Patients suffering from a type of skin cancer known as melanoma who also carry genetic variants in the gene MC1R - associated with red hair and freckles - have 42% more mutations in their cancers compared to individuals without these variations, reports a study published in Nature Communications this week. These findings have implications for understanding individuals’ risk of developing melanoma.
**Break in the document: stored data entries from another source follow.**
//! Job dispatch
//!
//! Shard planning, the durable queue and the worker that submits shard jobs
//! to executors.

mod planner;
mod queue;
mod retry;
mod server;
mod worker;

pub use planner::{plan, resolve_shard_count, MAX_SHARDS};
pub use queue::{JobQueue, QueueError, QueueTask};
pub use retry::RetryPolicy;
pub use server::{router, DispatchState, LocalEnqueuer};
pub use worker::{DispatchError, Dispatcher, TaskOutcome};
//! HTTP clients
//!
//! Service-to-service calls between the coordinator, the dispatcher and the
//! executors.

mod client;
mod services;

pub use client::{ClientError, ServiceClient, SECRET_HEADER};
pub use services::{
    Coordinator, DispatchedBody, EnqueueResponse, Enqueuer, ExecutorAnswer, ExecutorEndpoint,
    HttpCoordinator, HttpEnqueuer, HttpExecutor,
};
The protein MC1R, or the melanocortin 1 receptor, is involved in skin pigmentation. It is well known that some individuals carry genetic variants of MC1R: two copies of these so-called ‘R variants’ are associated with red hair, while people with one copy of an R variant do not generally have red hair but show altered responses to UV, or sun exposure, compared to people with no R variants. MC1R variants are also known to be associated with an increased risk of developing melanoma.
David Adams and colleagues investigated how many mutations were present in melanoma samples taken from cohorts of patients with and without R variants. They analysed two previously published datasets composed of 273 and 132 melanoma samples each, including sequenced DNA information from the samples. They found that individuals with one or two R variants displayed an increase in the number of mutations in the DNA of their melanoma samples compared to those with no R variants. When they examined only one specific type of mutation (involving a base change from C to T) in the melanomas of patients with one or more R variants, they found an increase of 42% in the number of these mutations in the melanoma samples of these patients.
In addition, the authors found that another factor associated with an increase in the number of mutations was age: each year of age was associated with a 1.7% increase in the number of mutations in the melanoma samples.